▶ DIRECTIONS FOR THIS TASK:
The response must contain each line of the material that holds "coefficients".

▶ RECORDED INFORMATION:
········

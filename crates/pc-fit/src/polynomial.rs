//! Polynomial in the monomial basis.

/// `c[0] + c[1]*x + c[2]*x^2 + ...`
#[derive(Clone, Debug, PartialEq)]
pub struct Polynomial {
    coefficients: Vec<f64>,
}

impl Polynomial {
    /// Build from coefficients ordered by increasing power.
    pub fn new(coefficients: Vec<f64>) -> Self {
        Self { coefficients }
    }

    pub fn coefficients(&self) -> &[f64] {
        &self.coefficients
    }

    pub fn degree(&self) -> usize {
        self.coefficients.len().saturating_sub(1)
    }

    /// Evaluate at `x` using Horner's method.
    #[inline]
    pub fn evaluate(&self, x: f64) -> f64 {
        self.coefficients
            .iter()
            .rev()
            .fold(0.0, |acc, &c| x.mul_add(acc, c))
    }

    /// Evaluate at every point of `xs`, preserving order.
    pub fn evaluate_many(&self, xs: &[f64]) -> Vec<f64> {
        xs.iter().map(|&x| self.evaluate(x)).collect()
    }
}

········

▶ TASK ANSWER:
    coefficients: Vec<f64>,
    /// Build from coefficients ordered by increasing power.
    pub fn new(coefficients: Vec<f64>) -> Self {
        Self { coefficients }
    pub fn coefficients(&self) -> &[f64] {
        &self.coefficients
        self.coefficients.len().saturating_sub(1)
        self.coefficients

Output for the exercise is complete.